DR DOG: CHRIST, JULIE! Don’t you knock?!?
*hides magazine of sexy Labradoodles being sprayed with hoses*
The trail I take walks on has about 25 yards next to a road so I run during that part because obviously.
*gives you the finger*gives you the spleen*gives you the bones*gives you all the other parts* Now build me a girlfriend like you promised.
So deflating when you empty the dishwasher but then immediately fill it back up with all the dishes that were sitting in the sink because the dishwasher was running. Just gonna eat right out of the pan with my hands from now on
Oh, you fell in love?!
I fell in my bathtub.
[at the gym]
Body builder: how much can you curl?
Me: *smugly* I can do a 9 inch ribbon
My 10-year-old is cleaning the kitchen. One roll of paper towels later I have the world’s cleanest kitchen stool.

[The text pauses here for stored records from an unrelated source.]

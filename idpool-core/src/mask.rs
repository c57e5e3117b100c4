//! Helpers for rendering sensitive strings in logs.

/// Number of characters kept visible at each end of a masked value.
pub const DEFAULT_RETAINING_COUNT: usize = 2;

/// Number of mask characters used for credential fields in debug output.
pub const CREDENTIAL_INTERIOR_COUNT: usize = 5;

/// Return a masked version of `value`.
///
/// Keeps `retaining` characters at both ends and replaces the interior with
/// at most `interior` copies of `mask`. Values too short to keep both ends
/// without revealing the whole string are masked entirely.
///
/// ```
/// use idpool_core::mask::masked;
///
/// assert_eq!(masked("ASIAEXAMPLEKEY", '*', 5, 2), "AS*****EY");
/// assert_eq!(masked("AKIA", '*', 5, 2), "****");
/// ```
pub fn masked(value: &str, mask: char, interior: usize, retaining: usize) -> String {
    let count = value.chars().count();
    if count <= retaining * 2 {
        return std::iter::repeat_n(mask, count).collect();
    }

    let mask_len = (count - retaining * 2).min(interior);
    let prefix: String = value.chars().take(retaining).collect();
    let suffix: String = value.chars().skip(count - retaining).collect();

    let mut out = String::with_capacity(prefix.len() + mask_len + suffix.len());
    out.push_str(&prefix);
    out.extend(std::iter::repeat_n(mask, mask_len));
    out.push_str(&suffix);
    out
}

/// Mask a credential field the way debug output renders it.
pub fn mask_credential(value: &str) -> String {
    masked(value, '*', CREDENTIAL_INTERIOR_COUNT, DEFAULT_RETAINING_COUNT)
}

/// Fully redact a value.
pub fn redacted(_value: &str) -> &'static str {
    "<REDACTED>"
}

Reporter: Is it true you delivered a pig with TWO heads?!
Farmer: Yes I did
Farmer’s second head: WE did
If I had a pizza place I’d continuously deliver pizzas to the houses of people with no self control like me. What are we going to say, no thanks?

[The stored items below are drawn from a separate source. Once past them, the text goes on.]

//! Domain model types for idpool.
//!
//! This module defines the core types used throughout idpool:
//! - [`LoginProvider`] - A login provider name and the token it issued
//! - [`LoginsMap`] - The provider-name to token map sent to the exchange service
//! - [`IdentityPoolConfig`] - Region and pool id of the targeted identity pool
//! - [`OwnerScope`] - Key and version of the cache owner

use serde::{Deserialize, Serialize};
use std::collections::HashMap;
use std::fmt;

use crate::mask::redacted;
use crate::validate::{ValidationError, check_owner, check_pool};

/// Provider name to provider token, as sent to the exchange service.
pub type LoginsMap = HashMap<String, String>;

/// A login provider used to federate into an identity pool.
///
/// `user_identifier` is the token issued by the provider (for OIDC providers,
/// the identity token). It is redacted from `Debug` output.
///
/// # Examples
///
/// ```
/// use idpool_core::LoginProvider;
///
/// let google = LoginProvider::new("accounts.google.com", "eyJhbGciOi...");
/// assert_eq!(google.name, "accounts.google.com");
/// ```
#[derive(Clone, PartialEq, Eq, Hash, Serialize, Deserialize)]
#[serde(rename_all = "camelCase")]
pub struct LoginProvider {
    /// The provider name registered with the identity pool.
    pub name: String,

    /// A token that identifies the user at the provider.
    pub user_identifier: String,
}

impl LoginProvider {
    /// Create a new login provider.
    pub fn new(name: impl Into<String>, user_identifier: impl Into<String>) -> Self {
        Self {
            name: name.into(),
            user_identifier: user_identifier.into(),
        }
    }

    /// Parse a `NAME=TOKEN` pair.
    ///
    /// Returns `None` if there is no `=` or either side is empty.
    pub fn parse_pair(pair: &str) -> Option<Self> {
        let (name, token) = pair.split_once('=')?;
        if name.is_empty() || token.is_empty() {
            return None;
        }
        Some(Self::new(name, token))
    }
}

impl fmt::Debug for LoginProvider {
    fn fmt(&self, f: &mut fmt::Formatter<'_>) -> fmt::Result {
        f.debug_struct("LoginProvider")
            .field("name", &self.name)
            .field("user_identifier", &redacted(&self.user_identifier))
            .finish()
    }
}

/// Build the exchange-service logins map.
///
/// Duplicate provider names overwrite earlier entries.
pub fn logins_map(logins: &[LoginProvider]) -> LoginsMap {
    let mut map = LoginsMap::with_capacity(logins.len());
    for login in logins {
        map.insert(login.name.clone(), login.user_identifier.clone());
    }
    map
}

/// The identity pool a coordinator targets.
#[derive(Debug, Clone, PartialEq, Eq, Serialize, Deserialize)]
pub struct IdentityPoolConfig {
    /// Region of the identity-exchange service.
    pub region: String,

    /// Identity pool id.
    pub pool_id: String,
}

impl IdentityPoolConfig {
    /// Create a pool configuration, validating both fields.
    pub fn new(
        region: impl Into<String>,
        pool_id: impl Into<String>,
    ) -> Result<Self, ValidationError> {
        let config = Self {
            region: region.into(),
            pool_id: pool_id.into(),
        };
        config.validate()?;
        Ok(config)
    }

    /// Check that region and pool id are usable.
    pub fn validate(&self) -> Result<(), ValidationError> {
        check_pool(&self.region, &self.pool_id)
    }
}

/// The owner of a credential cache.
///
/// The key becomes the owner suffix of every cache key, so two owners sharing
/// a store never read each other's entries. The version is reported to the
/// exchange service.
#[derive(Debug, Clone, PartialEq, Eq)]
pub struct OwnerScope {
    key: String,
    version: String,
}

impl OwnerScope {
    /// Default owner version.
    pub const DEFAULT_VERSION: &'static str = "1.0.0";

    /// Create an owner scope, validating key and version.
    pub fn new(key: impl Into<String>, version: impl Into<String>) -> Result<Self, ValidationError> {
        let key = key.into();
        let version = version.into();
        check_owner(&key, &version)?;
        Ok(Self { key, version })
    }

    /// Create an owner scope with [`DEFAULT_VERSION`](Self::DEFAULT_VERSION).
    pub fn with_default_version(key: impl Into<String>) -> Result<Self, ValidationError> {
        Self::new(key, Self::DEFAULT_VERSION)
    }

    pub fn key(&self) -> &str {
        &self.key
    }

    pub fn version(&self) -> &str {
        &self.version
    }
}

impl fmt::Display for OwnerScope {
    fn fmt(&self, f: &mut fmt::Formatter<'_>) -> fmt::Result {
        write!(f, "{}/{}", self.key, self.version)
    }
}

me: what can I do to keep this plant alive?
google: give it to someone else
BOOK FACT: If you took every book in our store and laid them end to end you would be thrown out by security and banned from returning.
I’m tired of people saying “here’s my go to lazy meal” and then they start chopping an onion
Judas: The one I kiss is Jesus Christ.
Soldier: You can just point to him.
Judas: (putting on lip-balm) I don’t tell you how to do your job.

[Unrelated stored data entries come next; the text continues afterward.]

//! Shared helpers for integration tests.

#![allow(dead_code)]

use std::sync::Arc;
use std::sync::Mutex;
use std::sync::atomic::{AtomicUsize, Ordering};
use std::time::Duration as StdDuration;

use async_trait::async_trait;
use chrono::{Duration, Utc};
use idpool_core::{
    CredentialCache, Credentials, DefaultIdentityPoolOperations, ExchangeError,
    IdentityExchange, IdentityPoolConfig, LoginProvider, LoginsMap, MemoryMarker, MemoryStore,
    OwnerScope,
};

pub const POOL_ID: &str = "us-east-1:11111111-2222-3333-4444-555555555555";
pub const OWNER_KEY: &str = "testOwner";

/// Exchange client that counts calls and issues numbered credentials.
#[derive(Default)]
pub struct MockExchange {
    get_id_calls: AtomicUsize,
    credential_calls: AtomicUsize,
    sent_identity_ids: Mutex<Vec<String>>,
    sent_logins: Mutex<Vec<LoginsMap>>,
    issued_identity_id: Option<String>,
    returned_identity_id: Option<String>,
    get_id_error: Option<ExchangeError>,
    credentials_error: Option<ExchangeError>,
    delay: Option<StdDuration>,
}

impl MockExchange {
    pub fn new() -> Self {
        Self::default()
    }

    /// Identity id returned by `get_id`.
    pub fn issuing_identity(mut self, identity_id: &str) -> Self {
        self.issued_identity_id = Some(identity_id.to_string());
        self
    }

    /// Identity id returned by `get_credentials_for_identity`, regardless of input.
    pub fn returning_identity(mut self, identity_id: &str) -> Self {
        self.returned_identity_id = Some(identity_id.to_string());
        self
    }

    pub fn failing_get_id(mut self, error: ExchangeError) -> Self {
        self.get_id_error = Some(error);
        self
    }

    pub fn failing_credentials(mut self, error: ExchangeError) -> Self {
        self.credentials_error = Some(error);
        self
    }

    /// Delay every call, to widen race windows.
    pub fn with_delay(mut self, delay: StdDuration) -> Self {
        self.delay = Some(delay);
        self
    }

    pub fn get_id_calls(&self) -> usize {
        self.get_id_calls.load(Ordering::SeqCst)
    }

    pub fn credential_calls(&self) -> usize {
        self.credential_calls.load(Ordering::SeqCst)
    }

    pub fn sent_identity_ids(&self) -> Vec<String> {
        self.sent_identity_ids.lock().unwrap().clone()
    }

    pub fn sent_logins(&self) -> Vec<LoginsMap> {
        self.sent_logins.lock().unwrap().clone()
    }

    async fn pause(&self) {
        if let Some(delay) = self.delay {
            tokio::time::sleep(delay).await;
        }
    }
}

#[async_trait]
impl IdentityExchange for MockExchange {
    async fn get_id(&self, _pool_id: &str, logins: &LoginsMap) -> Result<String, ExchangeError> {
        self.get_id_calls.fetch_add(1, Ordering::SeqCst);
        self.sent_logins.lock().unwrap().push(logins.clone());
        self.pause().await;

        if let Some(e) = &self.get_id_error {
            return Err(e.clone());
        }
        Ok(self
            .issued_identity_id
            .clone()
            .unwrap_or_else(|| "us-east-1:issued-identity".to_string()))
    }

    async fn get_credentials_for_identity(
        &self,
        identity_id: &str,
        logins: &LoginsMap,
    ) -> Result<(Credentials, String), ExchangeError> {
        let n = self.credential_calls.fetch_add(1, Ordering::SeqCst) + 1;
        self.sent_identity_ids
            .lock()
            .unwrap()
            .push(identity_id.to_string());
        self.sent_logins.lock().unwrap().push(logins.clone());
        self.pause().await;

        if let Some(e) = &self.credentials_error {
            return Err(e.clone());
        }
        let identity_id = self
            .returned_identity_id
            .clone()
            .unwrap_or_else(|| identity_id.to_string());
        Ok((fresh_credentials(&format!("ASIAFRESHKEY{:04}", n)), identity_id))
    }
}

pub fn pool() -> IdentityPoolConfig {
    IdentityPoolConfig::new("us-east-1", POOL_ID).unwrap()
}

pub fn owner() -> OwnerScope {
    OwnerScope::with_default_version(OWNER_KEY).unwrap()
}

pub fn login(name: &str, token: &str) -> LoginProvider {
    LoginProvider::new(name, token)
}

pub fn fresh_credentials(access_key_id: &str) -> Credentials {
    Credentials::new(
        access_key_id,
        "wJalrXUtnFEMI/K7MDENG/bPxRfiCYEXAMPLEKEY",
        "FwoGZXIvYXdzEBYaDEXAMPLESESSIONTOKEN",
        Utc::now() + Duration::hours(1),
    )
}

pub fn expired_credentials(access_key_id: &str) -> Credentials {
    Credentials::new(
        access_key_id,
        "wJalrXUtnFEMI/K7MDENG/bPxRfiCYEXAMPLEKEY",
        "FwoGZXIvYXdzEBYaDEXAMPLESESSIONTOKEN",
        Utc::now() - Duration::minutes(1),
    )
}

/// Open a cache over `store` without the first-run purge.
pub async fn cache(store: Arc<MemoryStore>) -> CredentialCache<Arc<MemoryStore>> {
    CredentialCache::open(store, &pool(), &owner(), &MemoryMarker::configured()).await
}

/// Save a session directly into `store`.
pub async fn seed(
    store: &Arc<MemoryStore>,
    credentials: &Credentials,
    identity_id: &str,
    logins: &[LoginProvider],
) {
    cache(store.clone())
        .await
        .save(credentials, identity_id, logins)
        .await
        .unwrap();
}

/// Operations over a shared store and mock client.
pub async fn operations(
    store: Arc<MemoryStore>,
    client: Arc<MockExchange>,
) -> DefaultIdentityPoolOperations<Arc<MemoryStore>, Arc<MockExchange>> {
    DefaultIdentityPoolOperations::new(pool(), cache(store).await, client).unwrap()
}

The safest place to hide junk food from your kids is inside a dirty clothes hamper right in their room.
the difference between cupcakes and your opinion is that I asked for cupcakes
I went for a job as a stunt double, I stubbed my toe on my way out the door. As soon as I stopped crying, I went to the interview. Bravery.
Sure, sex is cool and all, but have you ever experienced same day delivery from Amazon?
Hear me out, what if Santa actually exist but we’re just all on the naughty list?
Unicorn: Come on man, do it just one more time.
Dragon: This is the last time.
Unicorn: Hell yeah!
Dragon: [toasts unicorns marshmallow]
I just really think bacon should be called “fry”con
My boss: did…you make this powerpoint on company time.
There is no bond greater than the mutual respect of two former high school friends who refuse to friend each other on Facebook.
“Hi, I’m Lucky, this is Bandit, and this is Shadow.”
– if people were named like pets
Shower sex be like:
[being eaten by a shark]
me: babe you’re using too much teeth
“do you have any pets”
[remembers girls like sensitive guys] a cat
“what’s his name”
[remembers girls also like tough guys] missile launcher
people will be like “ew putting your suitcase on your bed is the most disgusting thing you could do” and it’s like no. not me. i’m capable of much more disgusting things
If you like piña coladas and getting caught in the rain, that’s fine but your piña colada is going to get watered down.
Perks of being an adult: I can eat 8 cookies, no one can stop me.
Cons of being an adult: I ate 8 cookies, no one stopped me, I feel awful.
Got banned from helping my granddaughter write sentences with spelling words. Apparently third graders can’t write about tequila.